What you are asked to do: Look for the string "than" in the material below. Copy every line where you find it.

Material supplied:
//! Async client for the Bhashini inference pipeline

use reqwest::header::{AUTHORIZATION, CONTENT_TYPE};
use std::sync::Arc;
use std::time::Duration;
use tracing::{debug, warn};

use crate::core::config::TranslatorConfig;
use crate::core::errors::{Result, TranslationError};
use crate::core::extract::extract_translation;
use crate::core::models::{PipelinePayload, TranslationRequest, TranslationResponse};

/// Forwards translation requests to the inference pipeline
#[derive(Debug, Clone)]
pub struct PipelineClient {
    client: reqwest::Client,
    config: Arc<TranslatorConfig>,
}

impl PipelineClient {
    /// Create a new pipeline client
    pub fn new(config: TranslatorConfig) -> Result<Self> {
        config.validate()?;

        let mut builder = reqwest::Client::builder()
            .pool_idle_timeout(Some(Duration::from_secs(30)))
            .pool_max_idle_per_host(10);

        if let Some(timeout_ms) = config.timeout_ms {
            builder = builder.timeout(Duration::from_millis(timeout_ms));
        }

        Ok(Self {
            client: builder.build()?,
            config: Arc::new(config),
        })
    }

    /// Create from settings file and environment
    pub fn from_env() -> Result<Self> {
        let config = TranslatorConfig::load()?;
        Self::new(config)
    }

    /// Translate a single request.
    ///
    /// Falls back to the input text, unchanged, when the pipeline answers with
    /// JSON that carries no translation. Transport failures and non-JSON bodies are
    /// errors.
    pub async fn translate(&self, request: &TranslationRequest) -> Result<TranslationResponse> {
        let payload = PipelinePayload::for_request(request);
        let result = self.send_request(&payload).await?;

        let translation = match extract_translation(&result) {
            Some(target) => Some(target.clone()),
            None => {
                debug!("No translation in pipeline response, echoing input text");
                request.text.clone()
            }
        };

        Ok(TranslationResponse { translation })
    }

    /// Send the payload and parse the body as JSON, whatever the status
    async fn send_request(&self, payload: &PipelinePayload) -> Result<serde_json::Value> {
        let mut request = self
            .client
            .post(&self.config.pipeline_endpoint)
            .header(CONTENT_TYPE, "application/json")
            .json(payload);

        if let Some(api_key) = self.config.api_key() {
            request = request.header(AUTHORIZATION, api_key);
        }

        let response = request
            .send()
            .await
            .map_err(|e| TranslationError::NetworkError {
                message: e.to_string(),
            })?;

        let status = response.status();
        if !status.is_success() {
            warn!("Pipeline responded with status {}", status);
        }

        let body = response
            .bytes()
            .await
            .map_err(|e| TranslationError::NetworkError {
                message: e.to_string(),
            })?;

        serde_json::from_slice(&body).map_err(|e| TranslationError::InvalidResponseError {
            message: e.to_string(),
        })
    }
}
//! Configuration management

use config::{Config, Environment, File};
use serde::{Deserialize, Serialize};
use std::path::Path;
use tracing::{debug, warn};

use crate::core::errors::{Result, TranslationError};

/// Bhashini (Dhruva) inference pipeline endpoint
pub const DEFAULT_PIPELINE_ENDPOINT: &str =
    "https://dhruva-api.bhashini.gov.in/services/inference/pipeline";

/// Default listen port
pub const DEFAULT_PORT: u16 = 5001;

/// Default bind address
pub const DEFAULT_HOST: &str = "127.0.0.1";

/// Settings file looked up in the working directory when none is given
pub const DEFAULT_SETTINGS_FILE: &str = "translator";

/// Prefix of the environment variables read into the configuration
pub const ENV_PREFIX: &str = "TRANSLATION";

/// Configuration for the translation forwarder
#[derive(Clone, Serialize, Deserialize)]
pub struct TranslatorConfig {
    /// Sent verbatim as the `Authorization` header
    #[serde(default)]
    pub bhashini_api_key: Option<String>,
    /// Inference pipeline URL
    pub pipeline_endpoint: String,
    /// Bind address of the HTTP listener
    pub host: String,
    /// Listen port
    pub port: u16,
    /// Outbound request timeout; `None` waits indefinitely
    #[serde(default)]
    pub timeout_ms: Option<u64>,
}

impl std::fmt::Debug for TranslatorConfig {
    fn fmt(&self, f: &mut std::fmt::Formatter<'_>) -> std::fmt::Result {
        f.debug_struct("TranslatorConfig")
            .field("bhashini_api_key", &self.bhashini_api_key.as_ref().map(|_| "<redacted>"))
            .field("pipeline_endpoint", &self.pipeline_endpoint)
            .field("host", &self.host)
            .field("port", &self.port)
            .field("timeout_ms", &self.timeout_ms)
            .finish()
    }
}

impl Default for TranslatorConfig {
    fn default() -> Self {
        Self {
            bhashini_api_key: None,
            pipeline_endpoint: DEFAULT_PIPELINE_ENDPOINT.to_string(),
            host: DEFAULT_HOST.to_string(),
            port: DEFAULT_PORT,
            timeout_ms: None,
        }
    }
}

impl TranslatorConfig {
    /// Load from `translator.*` (if present) and `TRANSLATION_*` variables
    pub fn load() -> Result<Self> {
        Self::load_from(None)
    }

    /// Load from an explicit settings file, then `TRANSLATION_*` variables.
    ///
    /// An explicit path must exist; the default settings file is optional.
    pub fn load_from(path: Option<&Path>) -> Result<Self> {
        let file = match path {
            Some(path) => File::from(path).required(true),
            None => File::with_name(DEFAULT_SETTINGS_FILE).required(false),
        };

        let settings = Config::builder()
            .set_default("pipeline_endpoint", DEFAULT_PIPELINE_ENDPOINT)?
            .set_default("host", DEFAULT_HOST)?
            .set_default("port", i64::from(DEFAULT_PORT))?
            .add_source(file)
            .add_source(Environment::with_prefix(ENV_PREFIX).try_parsing(true))
            .build()?;

        let config: Self = settings.try_deserialize()?;
        debug!("Loaded configuration: {:?}", config);

        Ok(config)
    }

    /// Credential to forward, if a non-empty one is configured
    pub fn api_key(&self) -> Option<&str> {
        self.bhashini_api_key
            .as_deref()
            .filter(|key| !key.trim().is_empty())
    }

    /// Address the HTTP listener binds to
    pub fn bind_addr(&self) -> String {
        format!("{}:{}", self.host, self.port)
    }

    /// Validate configuration
    pub fn validate(&self) -> Result<()> {
        if self.pipeline_endpoint.is_empty() {
            return Err(config_error("pipeline endpoint is required"));
        }

        if !self.pipeline_endpoint.starts_with("http://")
            && !self.pipeline_endpoint.starts_with("https://")
        {
            return Err(config_error(format!(
                "pipeline endpoint must be an http(s) URL, got {}",
                self.pipeline_endpoint
            )));
        }

        if self.port == 0 {
            return Err(config_error("port must be greater than 0"));
        }

        if self.timeout_ms == Some(0) {
            return Err(config_error("timeout_ms must be greater than 0"));
        }

        if self.api_key().is_none() {
            warn!(
                "{}_BHASHINI_API_KEY is not set; requests will be sent without Authorization",
                ENV_PREFIX
            );
        }

        Ok(())
    }
}

fn config_error(message: impl Into<String>) -> TranslationError {
    TranslationError::ConfigError {
        message: message.into(),
    }
}

#[cfg(test)]
mod tests {
    use super::*;
    use std::io::Write;

    #[test]
    fn test_config_validation() {
        let config = TranslatorConfig {
            bhashini_api_key: Some("test_key".to_string()),
            ..Default::default()
        };

        assert!(config.validate().is_ok());
        assert_eq!(config.bind_addr(), "127.0.0.1:5001");
    }

    #[test]
    fn test_missing_key_is_not_fatal() {
        let config = TranslatorConfig::default();
        assert!(config.validate().is_ok());
        assert_eq!(config.api_key(), None);

        let config = TranslatorConfig {
            bhashini_api_key: Some("  ".to_string()),
            ..Default::default()
        };
        assert_eq!(config.api_key(), None);
    }

    #[test]
    fn test_config_validation_bad_values() {
        let config = TranslatorConfig {
            pipeline_endpoint: "".to_string(),
            ..Default::default()
        };
        assert!(config.validate().is_err());

        let config = TranslatorConfig {
            pipeline_endpoint: "dhruva-api.bhashini.gov.in".to_string(),
            ..Default::default()
        };
        assert!(config.validate().is_err());

        let config = TranslatorConfig {
            port: 0,
            ..Default::default()
        };
        assert!(config.validate().is_err());

        let config = TranslatorConfig {
            timeout_ms: Some(0),
            ..Default::default()
        };
        assert!(config.validate().is_err());
    }

    #[test]
    fn test_debug_redacts_key() {
        let config = TranslatorConfig {
            bhashini_api_key: Some("secret-credential".to_string()),
            ..Default::default()
        };
        let printed = format!("{:?}", config);
        assert!(!printed.contains("secret-credential"));
        assert!(printed.contains("<redacted>"));
    }

    #[test]
    fn test_load_from_settings_file() {
        let mut file = tempfile::Builder::new()
            .suffix(".toml")
            .tempfile()
            .unwrap();
        writeln!(
            file,
            "bhashini_api_key = \"file-key\"\nport = 6001\ntimeout_ms = 2500"
        )
        .unwrap();

        let config = TranslatorConfig::load_from(Some(file.path())).unwrap();
        assert_eq!(config.api_key(), Some("file-key"));
        assert_eq!(config.port, 6001);
        assert_eq!(config.timeout_ms, Some(2500));
        assert_eq!(config.pipeline_endpoint, DEFAULT_PIPELINE_ENDPOINT);
        assert_eq!(config.host, DEFAULT_HOST);
    }

    #[test]
    fn test_load_from_missing_file_fails() {
        let dir = tempfile::tempdir().unwrap();
        let missing = dir.path().join("absent.toml");
        assert!(TranslatorConfig::load_from(Some(&missing)).is_err());
    }
}
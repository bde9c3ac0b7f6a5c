//! HTTP server exposing the translation forwarder

pub mod api;
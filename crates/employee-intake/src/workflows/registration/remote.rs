use std::sync::Arc;

use chrono::{Local, NaiveDate};
use serde::{Deserialize, Serialize};
use tracing::debug;

use super::calendar::{parse_flexible_date, Period};
use super::directory::EmployeeDirectory;
use super::domain::{EmployeeSubmission, STATUS_INTERNAL_ERROR, STATUS_OK};
use super::storage::StoreError;

pub const SAVED_MESSAGE: &str = "Saved";
pub const UPDATED_MESSAGE: &str = "Updated";
pub const INVALID_TOKEN_MESSAGE: &str = "Invalid token.";

/// Payload handed to the remote registration system.
#[derive(Debug, Clone, PartialEq, Eq, Serialize, Deserialize)]
pub struct RegistrationRequest {
    pub names: String,
    pub last_names: String,
    pub document_type: String,
    pub document_number: String,
    pub date_of_birth: Option<NaiveDate>,
    pub date_affiliation_company: Option<NaiveDate>,
    pub position: String,
    pub salary: String,
}

impl RegistrationRequest {
    pub fn from_submission(submission: &EmployeeSubmission) -> Self {
        Self {
            names: submission.names.clone(),
            last_names: submission.last_names.clone(),
            document_type: submission.document_type.clone(),
            document_number: submission.document_number.clone(),
            date_of_birth: parse_flexible_date(&submission.date_of_birth),
            date_affiliation_company: parse_flexible_date(&submission.date_affiliation_company),
            position: submission.position.clone(),
            salary: submission.salary.clone(),
        }
    }
}

/// Values the remote system derives while registering.
#[derive(Debug, Clone, Default, PartialEq, Eq, Serialize, Deserialize)]
pub struct ComputedFields {
    pub tenure: Period,
    pub age: Period,
    pub type_document_description: Option<String>,
    pub position_description: Option<String>,
}

#[derive(Debug, Clone, PartialEq, Eq, Serialize, Deserialize)]
pub struct RegistrationResponse {
    pub status_code: u16,
    pub status_message: String,
    /// Set when the remote overwrote an existing employee instead of creating one.
    pub updated: bool,
    #[serde(default)]
    pub computed: ComputedFields,
}

impl RegistrationResponse {
    pub fn failure(message: impl Into<String>) -> Self {
        Self {
            status_code: STATUS_INTERNAL_ERROR,
            status_message: message.into(),
            updated: false,
            computed: ComputedFields::default(),
        }
    }

    pub fn failed(&self) -> bool {
        self.status_code == STATUS_INTERNAL_ERROR
    }
}

/// Remote employee registration, called with the caller's bearer token.
pub trait RegistrationClient: Send + Sync {
    fn register(
        &self,
        request: &RegistrationRequest,
        caller_token: &str,
    ) -> Result<RegistrationResponse, RemoteError>;
}

#[derive(Debug, thiserror::Error)]
pub enum RemoteError {
    #[error("registration transport unavailable: {0}")]
    Transport(String),
}

/// Registration system backed directly by the local employee directory.
///
/// Any non-blank bearer token is accepted. Records the store refuses come back as the
/// internal-error status; store outages surface as transport errors.
pub struct DirectoryRegistrationClient {
    directory: Arc<dyn EmployeeDirectory>,
}

impl DirectoryRegistrationClient {
    pub fn new(directory: Arc<dyn EmployeeDirectory>) -> Self {
        Self { directory }
    }
}

impl RegistrationClient for DirectoryRegistrationClient {
    fn register(
        &self,
        request: &RegistrationRequest,
        caller_token: &str,
    ) -> Result<RegistrationResponse, RemoteError> {
        if caller_token.trim().is_empty() {
            return Ok(RegistrationResponse::failure(INVALID_TOKEN_MESSAGE));
        }

        let saved = match self.directory.save(request) {
            Ok(saved) => saved,
            Err(StoreError::InvalidRecord(message)) => {
                return Ok(RegistrationResponse::failure(message))
            }
            Err(other) => return Err(RemoteError::Transport(other.to_string())),
        };
        debug!(id = saved.record.id, updated = saved.updated, "employee stored");

        let today = Local::now().date_naive();
        let record = saved.record;
        Ok(RegistrationResponse {
            status_code: STATUS_OK,
            status_message: if saved.updated {
                UPDATED_MESSAGE
            } else {
                SAVED_MESSAGE
            }
            .to_string(),
            updated: saved.updated,
            computed: ComputedFields {
                tenure: Period::between(record.date_affiliation_company, today),
                age: Period::between(record.date_of_birth, today),
                type_document_description: record.document_type.description,
                position_description: record.position.description,
            },
        })
    }
}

Task result:
            return Err(config_error("port must be greater than 0"));
            return Err(config_error("timeout_ms must be greater than 0"));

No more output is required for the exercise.